Watching and waiting—how far will oil fall?

It’s a day of sticker shock for most oil and gas operators and investors as oil prices lost as much as a third of their value today.

It’s been described as the biggest daily rout since the 1991 Gulf War after Saudi Arabia signaled it would hike output to win market share as the coronavirus has left the market oversupplied with oil.

The price of U.S. West Texas Intermediate crude set in Cushing, Oklahoma plunged more than 24% to $33.20 a barrel, after initially falling 33% to $27.34, which was the lowest since Feb. 12, 2016.

Brent crude futures in London dropped as much as 31% to $31.02, their lowest level since Feb. 2016.

Major and mid-major oil and gas operators in Oklahoma have yet to comment publicly about the impact on their operations and investments.
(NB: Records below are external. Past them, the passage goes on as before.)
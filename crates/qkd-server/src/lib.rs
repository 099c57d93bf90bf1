//! QKD relay server.
//!
//! Production server using axum for HTTP and WebSocket transport, Tokio for
//! the async runtime, and system time with cryptographic RNG.
//!
//! # Architecture
//!
//! The [`SessionHub`] owns the observer registry and drives protocol runs.
//! It is fed [`ServerEvent`]s by whatever runtime holds the connections: the
//! WebSocket handlers here, or the simulation harness in tests. The hub never
//! sees a socket; it reaches clients through the [`Observer`] trait.
//!
//! # Components
//!
//! - [`SessionHub`]: Registry, broadcast fan-out and run serialization
//! - [`Server`]: Production runtime binding the router to a TCP listener
//! - [`ChannelObserver`]: Observer backed by a WebSocket writer task
//! - [`Storage`]: Flat blob store behind the file endpoints
//! - [`SystemEnv`]: Production environment (real time, crypto RNG)

#![forbid(unsafe_code)]
#![warn(missing_docs)]

mod error;
mod hub;
mod hub_error;
mod registry;
mod routes;
pub mod storage;
mod system_env;
mod transport;

use std::{net::SocketAddr, path::PathBuf, sync::Arc};

use axum::{Router, http::HeaderValue};
pub use error::ServerError;
pub use hub::{BroadcastReport, HubConfig, ServerEvent, SessionHub};
pub use hub_error::{ConfigError, HubError, TransportError};
use qkd_core::Environment;
pub use registry::{Observer, ObserverId, ObserverRegistry};
pub use routes::router;
pub use storage::{DirectoryStorage, MemoryStorage, Storage, StorageError};
pub use system_env::SystemEnv;
use tokio::net::TcpListener;
use tower_http::{
    cors::{AllowOrigin, Any, CorsLayer},
    trace::TraceLayer,
};
pub use transport::ChannelObserver;

/// State shared by every request handler.
#[derive(Clone)]
pub struct AppState<E, S>
where
    E: Environment,
    S: Storage,
{
    /// Hub WebSocket observers join
    hub: Arc<SessionHub<E, ChannelObserver>>,
    /// Backing store for the file endpoints
    storage: S,
}

impl<E, S> AppState<E, S>
where
    E: Environment,
    S: Storage,
{
    /// Bundle a hub and a storage backend.
    pub fn new(hub: Arc<SessionHub<E, ChannelObserver>>, storage: S) -> Self {
        Self { hub, storage }
    }

    /// The session hub.
    pub fn hub(&self) -> &Arc<SessionHub<E, ChannelObserver>> {
        &self.hub
    }

    /// The storage backend.
    pub fn storage(&self) -> &S {
        &self.storage
    }
}

/// Server configuration for the production runtime.
#[derive(Debug, Clone)]
pub struct ServerRuntimeConfig {
    /// Address to bind to (e.g., "127.0.0.1:8000")
    pub bind_address: String,
    /// Directory uploads are written to
    pub upload_dir: PathBuf,
    /// Browser origins allowed by CORS
    pub allowed_origins: Vec<String>,
    /// Hub configuration (run size, stage delay)
    pub hub: HubConfig,
}

impl Default for ServerRuntimeConfig {
    fn default() -> Self {
        Self {
            bind_address: "127.0.0.1:8000".to_string(),
            upload_dir: PathBuf::from("secure_uploads"),
            allowed_origins: vec![
                "http://localhost:5173".to_string(),
                "http://127.0.0.1:5173".to_string(),
            ],
            hub: HubConfig::default(),
        }
    }
}

/// Production QKD relay server.
///
/// Wraps the router with a bound TCP listener and the system environment.
pub struct Server {
    /// Bound listener
    listener: TcpListener,
    /// Router with CORS and tracing layers applied
    router: Router,
}

impl Server {
    /// Validate `config`, open the upload directory and bind the listener.
    pub async fn bind(config: ServerRuntimeConfig) -> Result<Self, ServerError> {
        config.hub.validate()?;
        let cors = cors_layer(&config.allowed_origins)?;
        let storage = DirectoryStorage::open(&config.upload_dir)?;

        tracing::info!(
            upload_dir = %config.upload_dir.display(),
            bit_count = config.hub.bit_count,
            "server configured"
        );

        let hub = Arc::new(SessionHub::new(SystemEnv::new(), config.hub));
        let router = routes::router(AppState::new(hub, storage))
            .layer(cors)
            .layer(TraceLayer::new_for_http());

        let listener = TcpListener::bind(&config.bind_address)
            .await
            .map_err(|e| ServerError::Transport(format!("bind {}: {e}", config.bind_address)))?;

        Ok(Self { listener, router })
    }

    /// Serve requests until the process is stopped or the listener fails.
    pub async fn run(self) -> Result<(), ServerError> {
        tracing::info!("Server starting on {}", self.local_addr()?);
        axum::serve(self.listener, self.router).await?;
        Ok(())
    }

    /// Local address the server is bound to.
    pub fn local_addr(&self) -> Result<SocketAddr, ServerError> {
        Ok(self.listener.local_addr()?)
    }
}

/// CORS for the configured browser origins. Credentials are not allowed.
fn cors_layer(origins: &[String]) -> Result<CorsLayer, ServerError> {
    let origins = origins
        .iter()
        .map(|origin| {
            HeaderValue::from_str(origin)
                .map_err(|e| ServerError::Config(format!("invalid origin {origin:?}: {e}")))
        })
        .collect::<Result<Vec<_>, _>>()?;

    Ok(CorsLayer::new()
        .allow_origin(AllowOrigin::list(origins))
        .allow_methods(Any)
        .allow_headers(Any))
}
//! Fuzz target for upload name validation
//!
//! Arbitrary file names go through the same validation the upload endpoint
//! uses, then into in-memory storage.
//!
//! # Invariants
//!
//! - Validation NEVER panics
//! - Accepted names contain no path separator and are not `.` or `..`
//! - Accepted names round-trip through storage unchanged

#![no_main]

use libfuzzer_sys::fuzz_target;
use qkd_server::{MemoryStorage, Storage, storage::validate_name};

fuzz_target!(|data: (String, Vec<u8>)| {
    let (name, contents) = data;

    if validate_name(&name).is_err() {
        return;
    }

    assert!(!name.contains(['/', '\\', '\0']));
    assert!(name != "." && name != "..");

    let store = MemoryStorage::new();
    if store.put(&name, &contents).is_ok() {
        assert_eq!(store.get(&name).ok(), Some(contents));
    }
});
//! Simulated environment: seeded RNG and a virtual clock.
//!
//! Time only moves when something sleeps. `sleep` advances the clock by the
//! requested duration and completes immediately, so a run with a one second
//! stage delay finishes instantly while still reporting one second elapsed.

use std::{
    future::Future,
    ops::Sub,
    sync::{Arc, Mutex, MutexGuard, PoisonError},
    time::Duration,
};

use qkd_core::Environment;
use rand::{RngCore, SeedableRng};
use rand_chacha::ChaCha8Rng;

/// Point on the virtual clock, measured from environment creation.
#[derive(Debug, Clone, Copy, PartialEq, Eq, PartialOrd, Ord, Hash)]
pub struct SimInstant(Duration);

impl SimInstant {
    /// Time since the environment was created.
    pub fn since_start(self) -> Duration {
        self.0
    }
}

impl Sub for SimInstant {
    type Output = Duration;

    fn sub(self, rhs: Self) -> Duration {
        self.0.saturating_sub(rhs.0)
    }
}

#[derive(Debug)]
struct SimState {
    rng: ChaCha8Rng,
    elapsed: Duration,
}

/// Deterministic environment for tests.
///
/// Clones share the RNG stream and the clock.
#[derive(Debug, Clone)]
pub struct SimEnv {
    state: Arc<Mutex<SimState>>,
}

impl SimEnv {
    /// Environment with a fixed default seed.
    pub fn new() -> Self {
        Self::with_seed(0)
    }

    /// Environment whose randomness is fully determined by `seed`.
    pub fn with_seed(seed: u64) -> Self {
        let state = SimState { rng: ChaCha8Rng::seed_from_u64(seed), elapsed: Duration::ZERO };
        Self { state: Arc::new(Mutex::new(state)) }
    }

    /// Move the clock forward without sleeping.
    pub fn advance(&self, duration: Duration) {
        self.lock().elapsed += duration;
    }

    /// Total virtual time elapsed.
    pub fn elapsed(&self) -> Duration {
        self.lock().elapsed
    }

    // The state stays consistent even if a holder panicked
    fn lock(&self) -> MutexGuard<'_, SimState> {
        self.state.lock().unwrap_or_else(PoisonError::into_inner)
    }
}

impl Default for SimEnv {
    fn default() -> Self {
        Self::new()
    }
}

impl Environment for SimEnv {
    type Instant = SimInstant;

    fn now(&self) -> SimInstant {
        SimInstant(self.lock().elapsed)
    }

    fn sleep(&self, duration: Duration) -> impl Future<Output = ()> + Send {
        self.advance(duration);
        std::future::ready(())
    }

    fn random_bytes(&self, buffer: &mut [u8]) {
        self.lock().rng.fill_bytes(buffer);
    }
}

#[cfg(test)]
mod tests {
    use super::*;

    #[test]
    fn same_seed_same_bytes() {
        let a = SimEnv::with_seed(7);
        let b = SimEnv::with_seed(7);

        let (mut x, mut y) = ([0u8; 32], [0u8; 32]);
        a.random_bytes(&mut x);
        b.random_bytes(&mut y);

        assert_eq!(x, y);
    }

    #[test]
    fn different_seeds_diverge() {
        assert_ne!(SimEnv::with_seed(1).random_u64(), SimEnv::with_seed(2).random_u64());
    }

    #[test]
    fn clones_share_the_stream() {
        let env = SimEnv::with_seed(3);
        let clone = env.clone();
        let reference = SimEnv::with_seed(3);

        let first = env.random_u64();
        let second = clone.random_u64();

        assert_eq!(first, reference.random_u64());
        assert_eq!(second, reference.random_u64());
    }

    #[tokio::test]
    async fn sleep_advances_virtual_time_only() {
        let env = SimEnv::new();
        let start = env.now();

        env.sleep(Duration::from_secs(60)).await;

        assert_eq!(env.now() - start, Duration::from_secs(60));
        assert_eq!(env.elapsed(), Duration::from_secs(60));
    }

    #[test]
    fn instant_subtraction_saturates() {
        let env = SimEnv::new();
        let early = env.now();
        env.advance(Duration::from_millis(5));
        let late = env.now();

        assert_eq!(late - early, Duration::from_millis(5));
        assert_eq!(early - late, Duration::ZERO);
        assert_eq!(late.since_start(), Duration::from_millis(5));
    }
}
But they most certainly have to be wondering what they can do to protect their businesses from the free-fall of oil prices.

Some analysts have even indicated the over-the-cliff prices could have a devastating affect on companies already struggling to survive and they included Oklahoma City’s Cheapeake Energy on that list.
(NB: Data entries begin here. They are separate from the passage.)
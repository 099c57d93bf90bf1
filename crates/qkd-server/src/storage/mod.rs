//! Blob storage for uploaded files.
//!
//! Trait-based abstraction keyed by file name. The trait is synchronous (no
//! async) to keep backends simple; uploads are small.

mod directory;
mod error;
mod memory;

pub use directory::DirectoryStorage;
pub use error::StorageError;
pub use memory::MemoryStorage;
use qkd_proto::http::FileEntry;

/// Storage abstraction for uploaded files
///
/// Must be Clone (shared between request handlers), Send + Sync, and
/// synchronous. Implementations share internal state, so clones access the
/// same underlying files.
pub trait Storage: Clone + Send + Sync + 'static {
    /// Store `bytes` under `name`, replacing any previous file of that name.
    ///
    /// # Invariants
    ///
    /// - Pre: `name` passes [`validate_name`]
    /// - Post: `get(name)` returns `bytes`
    fn put(&self, name: &str, bytes: &[u8]) -> Result<(), StorageError>;

    /// All stored files, sorted by name.
    fn list(&self) -> Result<Vec<FileEntry>, StorageError>;

    /// Contents of `name`.
    ///
    /// Returns [`StorageError::NotFound`] if no such file exists.
    fn get(&self, name: &str) -> Result<Vec<u8>, StorageError>;
}

/// Reject names that are empty or could escape a flat namespace.
pub fn validate_name(name: &str) -> Result<(), StorageError> {
    let escapes = name == "." || name == ".." || name.contains(['/', '\\', '\0']);
    if name.is_empty() || escapes {
        return Err(StorageError::InvalidName(name.to_string()));
    }
    Ok(())
}
//! Environment abstraction for deterministic testing.
//!
//! Decouples protocol logic from system resources (time, randomness). Enables
//! deterministic simulation (virtual clock, seeded RNG) and production use
//! with real system resources.

use std::time::Duration;

use rand::RngCore;

/// Abstract environment providing time, randomness, and async primitives.
///
/// Implementations MUST guarantee:
///
/// - `now()` never goes backwards
/// - `random_bytes()` uses cryptographically secure entropy in production
/// - Methods are infallible except in exceptional circumstances (e.g., OS
///   entropy exhaustion)
pub trait Environment: Clone + Send + Sync + 'static {
    /// The specific instant type used by this environment.
    ///
    /// Production environments use `std::time::Instant`, while simulation
    /// environments use virtual time.
    type Instant: Copy + Ord + Send + Sync + std::ops::Sub<Output = Duration>;

    /// Current time (monotonic).
    fn now(&self) -> Self::Instant;

    /// Sleeps for the specified duration.
    ///
    /// This is the ONLY async method in the trait. The hub uses it to pace
    /// the stages of a protocol run; the engine never calls it.
    fn sleep(&self, duration: Duration) -> impl std::future::Future<Output = ()> + Send;

    /// Fills the provided buffer with random bytes.
    ///
    /// Given the same seed, a simulation environment produces the same
    /// sequence of bytes.
    fn random_bytes(&self, buffer: &mut [u8]);

    /// Generates a random `u64`.
    ///
    /// Used for observer IDs.
    fn random_u64(&self) -> u64 {
        let mut bytes = [0u8; 8];
        self.random_bytes(&mut bytes);
        u64::from_be_bytes(bytes)
    }
}

/// Borrows an [`Environment`] as a [`RngCore`].
///
/// Lets the engine draw from whatever randomness the caller injected, so a
/// seeded environment reproduces an entire protocol run.
pub struct EnvRng<'a, E: Environment> {
    env: &'a E,
}

impl<'a, E: Environment> EnvRng<'a, E> {
    /// Wrap an environment.
    pub fn new(env: &'a E) -> Self {
        Self { env }
    }
}

impl<E: Environment> RngCore for EnvRng<'_, E> {
    fn next_u32(&mut self) -> u32 {
        let mut bytes = [0u8; 4];
        self.env.random_bytes(&mut bytes);
        u32::from_be_bytes(bytes)
    }

    fn next_u64(&mut self) -> u64 {
        self.env.random_u64()
    }

    fn fill_bytes(&mut self, dest: &mut [u8]) {
        self.env.random_bytes(dest);
    }

    fn try_fill_bytes(&mut self, dest: &mut [u8]) -> Result<(), rand::Error> {
        self.fill_bytes(dest);
        Ok(())
    }
}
Saudi Arabia slashed its official selling prices and made plans to ramp up crude output next month after Russia balked at making a further steep output cut proposed by the Organisation of Petroleum Exporting Countries to stabilise oil markets.

 

The U.S. benchmark’s biggest decline on record was in 1991 when it also fell by a third.

“The timing of this lower price environment should be limited to a few months unless this whole virus impact on global market and consumer confidence triggers the next recession,” Keith Barnett, senior vice president strategic analysis at ARM Energy in Houston told Reuters.

 

Saudi Arabia, Russia and other major producers last battled for market share in 2014 as they tried to put a squeeze on production from the United States, which is not participating in any oil limiting pacts and has grown to become the world’s biggest producer of crude.

“The deal was always destined to fail,” said Matt Stanley, senior broker at Starfuels in Dubai, adding that the main result of the OPEC+ pact “has been that U.S. shale producers have gained market share.”